I think most of us are familiar with the quote from the movie Field of Dreams, “Build it and they will come.” In a writer’s case, the phrase might be, “Write it and they will buy it.” Are these expressions reserved solely for Hollywood movies? We see Kathleen Turner as Joan Wilder writing a guaranteed bestselling romance in her Manhattan apartment, rejection letters and agent hunts and revisions so not a part of her life. Or how about Jack Nicholson’s character in As Good As It Gets? Again we see a novelist in an expensive Manhattan apartment, only this time he’s a person no one can stand — including his publisher. And then there’s Bonnie Hunt in Cheaper by the Dozen where she’s swept off to NYC, all expenses paid by her publisher, to do talk shows and sign books.
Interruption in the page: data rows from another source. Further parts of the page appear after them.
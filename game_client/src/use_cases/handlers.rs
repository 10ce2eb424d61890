// Handlers behind the dispatcher table. Each takes the scene context and the event's
// positional args. Unknown ids are silent no-ops; a malformed payload returns an error and
// skips only the affected sub-operation.

use crate::domain::tuning::layout::{BASE_HIT_EXPLOSION_SCALE, EXPLOSION_FRAME_SIZE};
use crate::domain::{
    Ammo, Clip, Comet, Crosshair, DebugField, EntityId, HudSlot, LocalPlayer, Missile,
    PayloadError, RemotePlayer, RenderCommand, SpriteKind, UpgradeKind, Vec2,
};
use crate::use_cases::context::{EndOfGame, SceneContext};
use crate::use_cases::debug::{DebugBaseline, DebugSession};
use crate::use_cases::payload::{
    BodyInfo, CrosshairInfo, PlayerInfo, PlayerRotation, SnapshotPosition, arg, display_value,
    entries, parse, parse_arg, truthy, tuple_args,
};
use crate::use_cases::reload::ReloadIndicator;
use serde_json::Value;
use std::time::Duration;
use tracing::{debug, info, warn};

pub type Handler = fn(&mut SceneContext, &[Value]) -> Result<(), PayloadError>;

// Players

pub fn current_players(ctx: &mut SceneContext, args: &[Value]) -> Result<(), PayloadError> {
    for (_, entry) in entries(arg(args, 0)?, "players")? {
        match parse::<PlayerInfo>(entry, "player") {
            Ok(info) if info.player_id == ctx.connection_id => spawn_local(ctx, info),
            Ok(info) => spawn_remote(ctx, info),
            Err(e) => warn!(error = %e, "skipping malformed player entry"),
        }
    }
    Ok(())
}

pub fn new_player(ctx: &mut SceneContext, args: &[Value]) -> Result<(), PayloadError> {
    let info: PlayerInfo = parse_arg(args, 0, "player")?;
    spawn_remote(ctx, info);
    Ok(())
}

fn spawn_player_sprites(
    ctx: &mut SceneContext,
    id: &EntityId,
    barrel: Vec2,
    rotation: f32,
    ammo: Ammo,
) {
    ctx.render.push(RenderCommand::Spawn {
        kind: SpriteKind::TankBody,
        id: id.clone(),
        position: barrel,
        rotation: 0.0,
    });
    ctx.render.push(RenderCommand::Spawn {
        kind: SpriteKind::TankBarrel,
        id: id.clone(),
        position: barrel,
        rotation,
    });
    ctx.render.push(RenderCommand::AmmoCounter {
        owner: id.clone(),
        x: barrel.x,
        text: ammo.label(),
    });
}

fn despawn_player_sprites(ctx: &mut SceneContext, id: &EntityId) {
    ctx.render.push(RenderCommand::RemoveAmmoCounter { owner: id.clone() });
    ctx.render.push(RenderCommand::Despawn {
        kind: SpriteKind::TankBarrel,
        id: id.clone(),
    });
    ctx.render.push(RenderCommand::Despawn {
        kind: SpriteKind::TankBody,
        id: id.clone(),
    });
}

// Firing stays open until a `missileCountChange` reports an empty magazine.
fn spawn_local(ctx: &mut SceneContext, info: PlayerInfo) {
    let mut player = LocalPlayer::new(
        info.player_id.clone(),
        info.position(),
        Ammo::new(info.missiles, info.max_missiles),
    );
    player.rotation = info.rotation;

    if ctx.registry.set_local(player.clone()).is_some() {
        debug!(entity_id = %player.id, "local player replaced");
        despawn_player_sprites(ctx, &player.id);
    }
    spawn_player_sprites(ctx, &player.id, player.barrel_position(), player.rotation, player.ammo);
    info!(entity_id = %player.id, "local player mirrored");
}

fn spawn_remote(ctx: &mut SceneContext, info: PlayerInfo) {
    let player = RemotePlayer {
        id: info.player_id.clone(),
        position: info.position(),
        rotation: info.rotation,
        ammo: Ammo::new(info.missiles, info.max_missiles),
    };
    let (id, barrel, rotation, ammo) = (
        player.id.clone(),
        player.barrel_position(),
        player.rotation,
        player.ammo,
    );

    if ctx.registry.remote_players.create(player).is_some() {
        debug!(entity_id = %id, "remote player replaced");
        despawn_player_sprites(ctx, &id);
    }
    spawn_player_sprites(ctx, &id, barrel, rotation, ammo);
    debug!(entity_id = %id, "remote player mirrored");
}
Do any of these portrayals represent reality for us or for the majority of writers? No, wait. Don’t answer that. I’m (Lori) currently in dream mode and yearn for the day when feather boas and bonbons and an airy Manhattan apartment are reality. (Tony’s boa will be red and he’ll hog the bonbons.)

Did I hear a few snorts out there? How crass of me to mention writing and money in the same sentence! If this is your reaction, then you may want to stop reading this post here. Frankly we’re tired of defending ourselves to the “better dead than well-read,” crowd. Writing is like breathing to us and we can’t imagine wanting to do anything else. And the feather boas and bonbons and airy Manhattan apartment will be the ultimate proof of our being professional writers. Successful writers. So take your catty remarks elsewhere because we don’t have time for them. We’re too busy writing and striving to make sure writing is something we’re privileged enough to do for the rest of our lives.
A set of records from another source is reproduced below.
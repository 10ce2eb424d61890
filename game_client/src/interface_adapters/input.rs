// Input ports for headless runs and tests.

use crate::domain::{InputFrame, InputPort};
use std::collections::VecDeque;

/// Pointer parked mid-screen, button up, no keys.
#[derive(Debug, Clone, Copy)]
pub struct IdleInput {
    pub x: f32,
    pub y: f32,
}

impl Default for IdleInput {
    fn default() -> Self {
        Self { x: 640.0, y: 360.0 }
    }
}

impl InputPort for IdleInput {
    fn sample(&mut self) -> InputFrame {
        InputFrame::default().pointer_at(self.x, self.y, false)
    }
}

/// Replays queued frames, then repeats the last one.
#[derive(Debug, Default)]
pub struct ScriptedInput {
    frames: VecDeque<InputFrame>,
    last: InputFrame,
}

impl ScriptedInput {
    pub fn new(frames: impl IntoIterator<Item = InputFrame>) -> Self {
        Self {
            frames: frames.into_iter().collect(),
            last: InputFrame::default(),
        }
    }

    pub fn remaining(&self) -> usize {
        self.frames.len()
    }
}

impl InputPort for ScriptedInput {
    fn sample(&mut self) -> InputFrame {
        if let Some(frame) = self.frames.pop_front() {
            self.last = frame;
            return self.last.clone();
        }
        // Repeat position and held keys, but never replay key-down events or clicks.
        InputFrame {
            key_events: Vec::new(),
            upgrade_clicked: None,
            ..self.last.clone()
        }
    }
}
For those of you still here…hello. Refill your coffee or tea cup, or fix yourself a frappe, curl your feet under you on the couch or office chair and let’s talk.
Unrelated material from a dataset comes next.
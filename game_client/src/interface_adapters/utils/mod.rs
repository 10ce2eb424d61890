pub mod throttle;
So what’s your take? Do you think, perhaps, that it’s because we fiction writers lead such isolated existences and have such vivid imaginations that we’re so thoroughly able to entertain thoughts of our latest book being bought for megabucks, hitting the NYT bestseller list, being made into a movie starring Hugh Jackman and Angelina Jolie, and maybe even being nominated for a Nobel Prize for literature? And why not? It’s all possible, isn’t it? (I was going to refer to the story of the 19-year old Harvard sophomore who got a half million dollar advance for her first two books, hit the NYT bestseller list and was featured on national talk shows, but, unfortunately, while her story was indicative of the possibility of all of us doing the same, it turned out that she didn’t write her books, rather she paraphrased passages from someone else’s books. Phhhht!)

While achieving this dream list of items is possible, well, it is also improbable. Do we know the ultimate in writing success is not going to happen to you? No. But we can perhaps ready you for the likelihood that it probably won’t. And help you find joy in being a professional writer anyway…while still holding onto The Dream.

Scene: Main city library, the head of 18 branches. Theatre seating for over 250. Teleconferencing equipment set up connecting us to another library branch including a 25-foot screen showing that meeting room. Tony and I in this type of environment for the first time to speak on publishing topics, shaking our heads. Probably twenty people will show up. Which means we’ll be in our element because it will allow for a more intimate give and take.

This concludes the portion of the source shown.